I genuinely would like to know what masks other people are using as I have underline health conditions.


----------



## odyssey06 (8 Jul 2020)

My understanding is that only the respirator masks (H95) will protect you fully - but are also the most difficult to wear in terms of effect on your breathing.

Surgical (3-ply blue) masks \ face coverings are not air tight. If you have the virus you will be breathing it out and people can breathe it in.
The surgical masks and coverings are most effective at containing coughs \ sneezes \ specks of saliva \ large droplets.
If you are in an enclosed space with a carrier for a long time within 2 metres, they will eventually exhale, and you will eventually breathe in, enough of the virus to infect you.
A 1 metre distance is only 70% effective at distancing you from a carrier.
This is why ventilation is important as the airflow will disperse the particles, and limiting time spent in sustained close contact with other people from outside your household.


----------



## Leo (8 Jul 2020)

christopher.. said:


> I cannot fimd the black fabric masks with vents.



Your workplace may not like the masks with exhaust valves, as they offer no filtration on your exhalation.


----------



## christopher.. (8 Jul 2020)

They have not said anything yet. Breathing in carbon dioxide is not great.


----------



## Leo (8 Jul 2020)

christopher.. said:


> Breathing in carbon dioxide is not great.

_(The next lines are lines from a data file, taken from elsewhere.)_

use axum::{
    Extension, Json,
    extract::{State, rejection::JsonRejection},
    http::StatusCode,
    response::IntoResponse,
};
use tracing::{debug, info};
use uuid::Uuid;

use skillswap_db::{NewUpdate, StoreError};
use skillswap_types::api::{
    AppendUpdateRequest, CreateInteractionRequest, InteractionQuery, SetStatusRequest,
};
use skillswap_types::{Decision, InteractionStatus};

use crate::error::ApiError;
use crate::extract::{AppJson, AppPath, AppQuery};
use crate::middleware::Actor;
use crate::state::{AppState, run_db};

/// POST /swap-requests/{swap_request_id}/interactions. The caller responds
/// to a swap request. An empty body is accepted.
pub async fn create_interaction(
    State(state): State<AppState>,
    AppPath(swap_request_id): AppPath<Uuid>,
    Extension(actor): Extension<Actor>,
    req: Result<Option<Json<CreateInteractionRequest>>, JsonRejection>,
) -> Result<impl IntoResponse, ApiError> {
    let req = req?.map(|Json(req)| req).unwrap_or_default();
    let interaction = run_db(&state, move |db| {
        db.create_interaction(swap_request_id, actor.0, req.message.as_deref())
    })
    .await?;

    info!(
        interaction_id = %interaction.id,
        swap_request_id = %swap_request_id,
        user_id = %actor.0,
        "Interaction created"
    );
    Ok((StatusCode::CREATED, Json(interaction)))
}

/// GET /swap-requests/{swap_request_id}/interactions?status=pending
pub async fn list_interactions(
    State(state): State<AppState>,
    AppPath(swap_request_id): AppPath<Uuid>,
    AppQuery(query): AppQuery<InteractionQuery>,
) -> Result<impl IntoResponse, ApiError> {
    let status = query
        .status
        .as_deref()
        .map(str::parse::<InteractionStatus>)
        .transpose()
        .map_err(StoreError::from)?;

    let interactions =
        run_db(&state, move |db| db.list_interactions(swap_request_id, status)).await?;
    debug!(count = interactions.len(), "Listed interactions");
    Ok(Json(interactions))
}

pub async fn get_interaction(
    State(state): State<AppState>,
    AppPath(interaction_id): AppPath<Uuid>,
) -> Result<impl IntoResponse, ApiError> {
    let interaction = run_db(&state, move |db| db.get_interaction(interaction_id)).await?;
    Ok(Json(interaction))
}

/// POST /interactions/{interaction_id}/updates. Appends a progress note
/// authored by the caller.
pub async fn append_update(
    State(state): State<AppState>,
    AppPath(interaction_id): AppPath<Uuid>,
    Extension(actor): Extension<Actor>,
    AppJson(req): AppJson<AppendUpdateRequest>,
) -> Result<impl IntoResponse, ApiError> {
    let entry = run_db(&state, move |db| {
        db.append_update(
            interaction_id,
            NewUpdate {
                author_id: Some(actor.0),
                message: &req.message,
                percentage: req.percentage,
                client_token: req.client_token.as_deref(),
            },
        )
    })
    .await?;

    debug!(
        interaction_id = %interaction_id,
        sequence = entry.sequence,
        "Update appended"
    );
    Ok((StatusCode::CREATED, Json(entry)))
}

/// PATCH /interactions/{interaction_id}/status
pub async fn set_status(
    State(state): State<AppState>,
    AppPath(interaction_id): AppPath<Uuid>,
    Extension(actor): Extension<Actor>,
    AppJson(req): AppJson<SetStatusRequest>,
) -> Result<impl IntoResponse, ApiError> {
    let target = req
        .status
        .trim()
        .parse::<InteractionStatus>()
        .map_err(StoreError::from)?;
    let interaction =
        run_db(&state, move |db| db.set_status(interaction_id, target, actor.0)).await?;

    info!(
        interaction_id = %interaction_id,
        status = %interaction.status,
        actor = %actor.0,
        "Interaction status changed"
    );
    Ok(Json(interaction))
}

/// POST /interactions/{interaction_id}/accept
pub async fn accept(
    state: State<AppState>,
    path: AppPath<Uuid>,
    actor: Extension<Actor>,
) -> Result<impl IntoResponse, ApiError> {
    decide(state, path, actor, Decision::Accept).await
}

/// POST /interactions/{interaction_id}/reject
pub async fn reject(
    state: State<AppState>,
    path: AppPath<Uuid>,
    actor: Extension<Actor>,
) -> Result<impl IntoResponse, ApiError> {
    decide(state, path, actor, Decision::Reject).await
}

async fn decide(
    State(state): State<AppState>,
    AppPath(interaction_id): AppPath<Uuid>,
    Extension(actor): Extension<Actor>,
    decision: Decision,
) -> Result<Json<skillswap_types::Interaction>, ApiError> {
    let interaction =
        run_db(&state, move |db| db.decide(interaction_id, decision, actor.0)).await?;

    info!(
        interaction_id = %interaction_id,
        status = %interaction.status,
        actor = %actor.0,
        "Interaction decided"
    );
    Ok(Json(interaction))
}

/// POST /interactions/{interaction_id}/complete. Completes the parent swap
/// request. The interaction's status does not change.
pub async fn complete(
    State(state): State<AppState>,
    AppPath(interaction_id): AppPath<Uuid>,
    Extension(actor): Extension<Actor>,
) -> Result<impl IntoResponse, ApiError> {
    let request = run_db(&state, move |db| db.complete(interaction_id, actor.0)).await?;

    info!(
        swap_request_id = %request.id,
        interaction_id = %interaction_id,
        actor = %actor.0,
        "Swap request completed"
    );
    Ok(Json(request))
}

Yet you do it all the time and here you are! There is no risk of carbon dioxide poisoning from wearing a face mask! Anyone suggesting there is such a risk has a Trump-esque grasp of science.


----------



## EmmDee (8 Jul 2020)

I have glasses as well - I don't mind the cotton masks too much but I would say the best masks I have used for the breathing and glasses issue are the blue surgical masks. So if you're particularly affected, try those


----------



## odyssey06 (8 Jul 2020)

I havent tried this hack myself... some people put a small piece of tissue or cloth on their nose under the mask to help prevent fogging.


----------



## Leo (8 Jul 2020)

Some further reading for anyone who may believe there's a risk of carbon dioxide poisoning related to mask wearing. 

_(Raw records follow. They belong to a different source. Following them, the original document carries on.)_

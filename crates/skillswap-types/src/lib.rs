pub mod api;
pub mod models;
pub mod status;

pub use models::{Interaction, InteractionUpdate, SwapRequest, User};
pub use status::{Decision, InteractionStatus, ParseStatusError, SwapRequestStatus, TransitionError};
pub mod error;
pub mod extract;
pub mod interactions;
pub mod middleware;
pub mod routes;
pub mod state;
pub mod swap_requests;
pub mod users;

pub use error::ApiError;
pub use routes::router;
pub use state::{AppState, AppStateInner};
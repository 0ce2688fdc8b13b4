pub mod error;
pub mod migrations;
pub mod models;

mod interactions;
mod queries;

pub use error::{StoreError, StoreResult};
pub use interactions::{MAX_MESSAGE_LEN, NewUpdate};

use anyhow::{Result, anyhow};
use rusqlite::Connection;
use std::path::Path;
use std::sync::Mutex;
use std::time::Duration;
use tracing::info;

/// SQLite-backed store. A single connection behind a mutex serializes every
/// read-modify-write; mutations additionally run in immediate transactions so
/// other processes sharing the file see all-or-nothing writes.
pub struct Database {
    conn: Mutex<Connection>,
}

impl Database {
    pub fn open(path: &Path) -> Result<Self> {
        let conn = Connection::open(path)?;

        // WAL mode for concurrent reads
        conn.pragma_update(None, "journal_mode", "WAL")?;
        conn.busy_timeout(Duration::from_secs(5))?;

        let db = Self::init(conn)?;
        info!("Database opened at {}", path.display());
        Ok(db)
    }

    pub fn open_in_memory() -> Result<Self> {
        Self::init(Connection::open_in_memory()?)
    }

    fn init(conn: Connection) -> Result<Self> {
        conn.pragma_update(None, "foreign_keys", "ON")?;
        migrations::run(&conn)?;
        Ok(Self {
            conn: Mutex::new(conn),
        })
    }

    pub fn with_conn<F, T>(&self, f: F) -> StoreResult<T>
    where
        F: FnOnce(&Connection) -> StoreResult<T>,
    {
        let conn = self
            .conn
            .lock()
            .map_err(|e| anyhow!("DB lock poisoned: {}", e))?;
        f(&conn)
    }

    pub fn with_conn_mut<F, T>(&self, f: F) -> StoreResult<T>
    where
        F: FnOnce(&mut Connection) -> StoreResult<T>,
    {
        let mut conn = self
            .conn
            .lock()
            .map_err(|e| anyhow!("DB lock poisoned: {}", e))?;
        f(&mut conn)
    }
}

/// Extension trait for optional query results
pub(crate) trait OptionalExt<T> {
    fn optional(self) -> StoreResult<Option<T>>;
}

impl<T> OptionalExt<T> for std::result::Result<T, rusqlite::Error> {
    fn optional(self) -> StoreResult<Option<T>> {
        match self {
            Ok(val) => Ok(Some(val)),
            Err(rusqlite::Error::QueryReturnedNoRows) => Ok(None),
            Err(e) => Err(e.into()),
        }
    }
}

> But Dr Nina Shapiro, professor at UCLA School of Medicine, told Euronews that face coverings "do not have any impact on CO2 levels in regular individuals".
> 
> "[N95 masks] have been used for fire/smoke protection, and for workers in construction for many years".
> 
> ...


----------



## Up Rovers (8 Jul 2020)

Saw this tip recently on how to avoid fogging of the glasses when wearing a mask:

'Quick tip of the day on how to wear your mask, specially if you wear glasses  (Note: Dish soap and water – According to the American Optometric Association, dish soap is a great way to clean eyeglasses. Rub a small amount of dish soap on the lenses using your fingers. But be sure to avoid citrus based dish soaps that contain damaging fruit acids or soaps with softeners that leave behind a residue)'

Probably need to log into Facebook to view this:



			https://www.facebook.com/kinsealypharmacy/videos/2301412433488331/UzpfSTEwMDAwMDA5MTE2ODU1MDozMzU1NjcyMTg3Nzc5MTIw/


----------